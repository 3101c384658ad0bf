//! Content hashing for stored audio payloads.
//!
//! Every physically stored file is addressed by the SHA-256 digest of its
//! bytes. The hasher is incremental so uploads can be hashed chunk by chunk
//! while they stream into the object store.

use serde::{Deserialize, Serialize};
use sha2::{Digest, Sha256};
use std::fmt;

/// A SHA-256 content hash of a stored payload, 32 raw bytes.
///
/// Serializes as the lowercase hex digest, which is also the form used in
/// object keys (`files/{hash}.{ext}`) and as the primary key of stored-file
/// records.
#[derive(Clone, Copy, PartialEq, Eq, Hash)]
pub struct ContentHash([u8; 32]);

impl ContentHash {
    pub fn from_bytes(bytes: [u8; 32]) -> Self {
        Self(bytes)
    }

    /// Compute the hash of a fully materialized buffer. Test helpers and
    /// small payloads only; uploads go through [`StreamingHasher`].
    pub fn compute(data: &[u8]) -> Self {
        let mut hasher = Sha256::new();
        hasher.update(data);
        Self(hasher.finalize().into())
    }

    /// Parse from a 64-char lowercase/uppercase hex string.
    pub fn from_hex(s: &str) -> Option<Self> {
        if s.len() != 64 {
            return None;
        }
        let mut bytes = [0u8; 32];
        for (i, chunk) in s.as_bytes().chunks(2).enumerate() {
            let hex_str = std::str::from_utf8(chunk).ok()?;
            bytes[i] = u8::from_str_radix(hex_str, 16).ok()?;
        }
        Some(Self(bytes))
    }

    pub fn to_hex(&self) -> String {
        self.0.iter().map(|b| format!("{b:02x}")).collect()
    }
}

impl fmt::Display for ContentHash {
    fn fmt(&self, f: &mut fmt::Formatter<'_>) -> fmt::Result {
        write!(f, "{}", self.to_hex())
    }
}

impl fmt::Debug for ContentHash {
    fn fmt(&self, f: &mut fmt::Formatter<'_>) -> fmt::Result {
        write!(f, "ContentHash({})", self.to_hex())
    }
}

impl Serialize for ContentHash {
    fn serialize<S: serde::Serializer>(&self, serializer: S) -> Result<S::Ok, S::Error> {
        serializer.serialize_str(&self.to_hex())
    }
}

impl<'de> Deserialize<'de> for ContentHash {
    fn deserialize<D: serde::Deserializer<'de>>(deserializer: D) -> Result<Self, D::Error> {
        let s = String::deserialize(deserializer)?;
        ContentHash::from_hex(&s)
            .ok_or_else(|| serde::de::Error::custom(format!("invalid content hash: {}", s)))
    }
}

/// Incremental SHA-256 accumulator fed one chunk at a time as an upload
/// streams through the ingest pipeline.
pub struct StreamingHasher {
    digest: Sha256,
    bytes_seen: u64,
}

impl StreamingHasher {
    pub fn new() -> Self {
        Self {
            digest: Sha256::new(),
            bytes_seen: 0,
        }
    }

    pub fn update(&mut self, chunk: &[u8]) {
        self.digest.update(chunk);
        self.bytes_seen += chunk.len() as u64;
    }

    pub fn bytes_seen(&self) -> u64 {
        self.bytes_seen
    }

    pub fn finalize(self) -> ContentHash {
        ContentHash(self.digest.finalize().into())
    }
}

impl Default for StreamingHasher {
    fn default() -> Self {
        Self::new()
    }
}

#[cfg(test)]
mod tests {
    use super::*;

    // SHA-256 of the empty input, a well-known vector.
    const EMPTY_SHA256: &str = "e3b0c44298fc1c149afbf4c8996fb92427ae41e4649b934ca495991b7852b855";

    #[test]
    fn hashes_known_vector() {
        let hash = ContentHash::compute(b"");
        assert_eq!(hash.to_hex(), EMPTY_SHA256);

        let hash = ContentHash::compute(b"abc");
        assert_eq!(
            hash.to_hex(),
            "ba7816bf8f01cfea414140de5dae2223b00361a396177a9cb410ff61f20015ad"
        );
    }

    #[test]
    fn streaming_matches_one_shot() {
        let data: Vec<u8> = (0u32..100_000).map(|i| (i % 251) as u8).collect();

        let mut hasher = StreamingHasher::new();
        for chunk in data.chunks(1013) {
            hasher.update(chunk);
        }
        assert_eq!(hasher.bytes_seen(), data.len() as u64);
        assert_eq!(hasher.finalize(), ContentHash::compute(&data));
    }

    #[test]
    fn hex_round_trip() {
        let hash = ContentHash::compute(b"round trip");
        let parsed = ContentHash::from_hex(&hash.to_hex()).unwrap();
        assert_eq!(hash, parsed);
    }

    #[test]
    fn rejects_malformed_hex() {
        assert!(ContentHash::from_hex("").is_none());
        assert!(ContentHash::from_hex("abcd").is_none());
        let not_hex = "zz".repeat(32);
        assert!(ContentHash::from_hex(&not_hex).is_none());
    }
}
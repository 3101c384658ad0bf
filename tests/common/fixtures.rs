//! Test payload generation
//!
//! Payloads are synthesized in code so every test gets deterministic bytes
//! with a known content hash: a minimal PCM WAV when extraction should
//! succeed, and an arbitrary byte pattern when it should be tolerated as
//! unparseable.

use phonoteca_server::ContentHash;

/// Minimal valid PCM WAV: 44-byte header plus `data_len` bytes of silence,
/// 16-bit mono at `sample_rate`.
pub fn wav_bytes(sample_rate: u32, data_len: u32) -> Vec<u8> {
    let byte_rate = sample_rate * 2;
    let mut out = Vec::with_capacity(44 + data_len as usize);
    out.extend_from_slice(b"RIFF");
    out.extend_from_slice(&(36 + data_len).to_le_bytes());
    out.extend_from_slice(b"WAVE");
    out.extend_from_slice(b"fmt ");
    out.extend_from_slice(&16u32.to_le_bytes()); // fmt chunk size
    out.extend_from_slice(&1u16.to_le_bytes()); // PCM
    out.extend_from_slice(&1u16.to_le_bytes()); // mono
    out.extend_from_slice(&sample_rate.to_le_bytes());
    out.extend_from_slice(&byte_rate.to_le_bytes());
    out.extend_from_slice(&2u16.to_le_bytes()); // block align
    out.extend_from_slice(&16u16.to_le_bytes()); // bits per sample
    out.extend_from_slice(b"data");
    out.extend_from_slice(&data_len.to_le_bytes());
    out.resize(44 + data_len as usize, 0);
    out
}

/// Deterministic pseudo-random bytes. Not a valid audio container; metadata
/// extraction fails on it by design and the upload must still succeed.
pub fn deterministic_audio_bytes(len: usize) -> Vec<u8> {
    (0..len).map(|i| ((i * 31 + 7) % 251) as u8).collect()
}

/// Hex content hash of a payload, as the server computes it.
pub fn sha256_hex(data: &[u8]) -> String {
    ContentHash::compute(data).to_hex()
}
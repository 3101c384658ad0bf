//! Song upload and record routes.

use super::session::Session;
use super::state::{GuardedIngestManager, GuardedLibraryStore, GuardedObjectStore, ServerState};
use crate::content_hash::ContentHash;
use crate::ingest::UploadError;
use crate::library_store::{LibraryStore, Song, TechnicalMetadata};
use axum::{
    extract::{DefaultBodyLimit, Multipart, Path, State},
    http::{header, StatusCode},
    response::{IntoResponse, Response},
    routing::{get, post},
    Json, Router,
};
use serde::Serialize;
use tracing::warn;

#[derive(Debug, Serialize)]
#[serde(rename_all = "camelCase")]
pub struct UploadResponse {
    pub song_id: String,
    pub hash: ContentHash,
    pub object_name: String,
    pub size: u64,
    pub mime_type: String,
    pub metadata: TechnicalMetadata,
    #[serde(skip_serializing_if = "Option::is_none")]
    pub cover_image: Option<String>,
}

#[derive(Debug, Serialize)]
#[serde(rename_all = "camelCase")]
pub struct DeleteSongResponse {
    pub file_hash: ContentHash,
    pub remaining_references: u32,
}

#[derive(Debug, Serialize)]
pub struct ErrorResponse {
    /// Stable machine-readable reason.
    pub error: &'static str,
    pub message: String,
}

fn error_response(status: StatusCode, error: &'static str, message: String) -> Response {
    (status, Json(ErrorResponse { error, message })).into_response()
}

fn map_upload_error(err: UploadError) -> Response {
    let message = err.to_string();
    match err {
        UploadError::NoAudioFile => error_response(StatusCode::BAD_REQUEST, "no_audio_file", message),
        UploadError::Multipart(_) => {
            error_response(StatusCode::BAD_REQUEST, "malformed_multipart", message)
        }
        UploadError::InvalidDeclaredHash(_) => {
            error_response(StatusCode::BAD_REQUEST, "invalid_declared_hash", message)
        }
        UploadError::HashMismatch => {
            error_response(StatusCode::BAD_REQUEST, "hash_mismatch", message)
        }
        UploadError::DuplicateInLibrary => {
            error_response(StatusCode::CONFLICT, "duplicate_in_library", message)
        }
        UploadError::QuotaExceeded => {
            error_response(StatusCode::FORBIDDEN, "quota_exceeded", message)
        }
        UploadError::Storage(_) | UploadError::Store(_) => {
            warn!("Upload failed: {}", message);
            error_response(StatusCode::INTERNAL_SERVER_ERROR, "storage_failure", message)
        }
    }
}

/// POST /library/{library_id}/songs - multipart upload of one audio file.
async fn upload_song(
    _session: Session,
    State(ingest_manager): State<GuardedIngestManager>,
    Path(library_id): Path<String>,
    multipart: Multipart,
) -> Response {
    match ingest_manager.ingest(&library_id, multipart).await {
        Ok(outcome) => {
            let status = if outcome.created {
                StatusCode::CREATED
            } else {
                StatusCode::OK
            };
            let body = UploadResponse {
                song_id: outcome.song.id,
                hash: outcome.file.content_hash,
                object_name: outcome.file.object_path,
                size: outcome.file.size_bytes,
                mime_type: outcome.file.mime_type,
                metadata: outcome.file.technical_metadata,
                cover_image: outcome.file.cover_path,
            };
            (status, Json(body)).into_response()
        }
        Err(err) => map_upload_error(err),
    }
}

async fn get_song(
    _session: Session,
    State(library_store): State<GuardedLibraryStore>,
    Path(id): Path<String>,
) -> Response {
    match library_store.get_song(&id) {
        Ok(Some(song)) => Json(song).into_response(),
        Ok(None) => StatusCode::NOT_FOUND.into_response(),
        Err(_) => StatusCode::INTERNAL_SERVER_ERROR.into_response(),
    }
}

async fn list_songs(
    _session: Session,
    State(library_store): State<GuardedLibraryStore>,
    Path(library_id): Path<String>,
) -> Response {
    match library_store.list_songs(&library_id) {
        Ok(songs) => Json(songs).into_response(),
        Err(_) => StatusCode::INTERNAL_SERVER_ERROR.into_response(),
    }
}

/// DELETE /songs/{id} - remove the song and decrement its file's reference
/// count in one transaction. Physical deletion of an orphaned file is the
/// sweeper's job, not this request's.
async fn delete_song(
    _session: Session,
    State(library_store): State<GuardedLibraryStore>,
    Path(id): Path<String>,
) -> Response {
    match library_store.delete_song(&id) {
        Ok(Some(removed)) => Json(DeleteSongResponse {
            file_hash: removed.file_hash,
            remaining_references: removed.remaining_references,
        })
        .into_response(),
        Ok(None) => StatusCode::NOT_FOUND.into_response(),
        Err(err) => {
            warn!("Failed to delete song {}: {}", id, err);
            StatusCode::INTERNAL_SERVER_ERROR.into_response()
        }
    }
}

/// GET /songs/{id}/cover - the derived cover object, if one was extracted.
async fn get_song_cover(
    _session: Session,
    State(library_store): State<GuardedLibraryStore>,
    State(object_store): State<GuardedObjectStore>,
    Path(id): Path<String>,
) -> Response {
    let song: Song = match library_store.get_song(&id) {
        Ok(Some(song)) => song,
        Ok(None) => return StatusCode::NOT_FOUND.into_response(),
        Err(_) => return StatusCode::INTERNAL_SERVER_ERROR.into_response(),
    };
    let cover_path = match library_store.find_file_by_hash(&song.file_hash) {
        Ok(Some(file)) => match file.cover_path {
            Some(cover_path) => cover_path,
            None => return StatusCode::NOT_FOUND.into_response(),
        },
        Ok(None) => return StatusCode::NOT_FOUND.into_response(),
        Err(_) => return StatusCode::INTERNAL_SERVER_ERROR.into_response(),
    };

    let buffer = match crate::object_store::read_object(object_store.as_ref(), &cover_path).await {
        Ok(buffer) => buffer,
        Err(err) if err.is_not_found() => return StatusCode::NOT_FOUND.into_response(),
        Err(_) => return StatusCode::INTERNAL_SERVER_ERROR.into_response(),
    };

    if let Some(kind) = infer::get(&buffer) {
        if kind.mime_type().starts_with("image/") {
            return Response::builder()
                .status(StatusCode::OK)
                .header(header::CONTENT_TYPE, kind.mime_type().to_string())
                .body(buffer.to_vec().into())
                .unwrap();
        }
    }
    StatusCode::NOT_FOUND.into_response()
}

pub fn songs_routes(state: ServerState) -> Router<ServerState> {
    // The body limit sits on the whole method router; it only matters for
    // the multipart POST.
    let library_songs = post(upload_song)
        .get(list_songs)
        .layer(DefaultBodyLimit::max(state.config.max_upload_bytes));

    Router::new()
        .route("/library/{library_id}/songs", library_songs)
        .route("/songs/{id}", get(get_song).delete(delete_song))
        .route("/songs/{id}/cover", get(get_song_cover))
        .route("/songs/{id}/stream", get(super::stream::stream_song))
}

• Work instruction: Go through the records above and return each line in which the word "usize" occurs.

• Expected answer:
    let mut out = Vec::with_capacity(44 + data_len as usize);
    out.resize(44 + data_len as usize, 0);
pub fn deterministic_audio_bytes(len: usize) -> Vec<u8> {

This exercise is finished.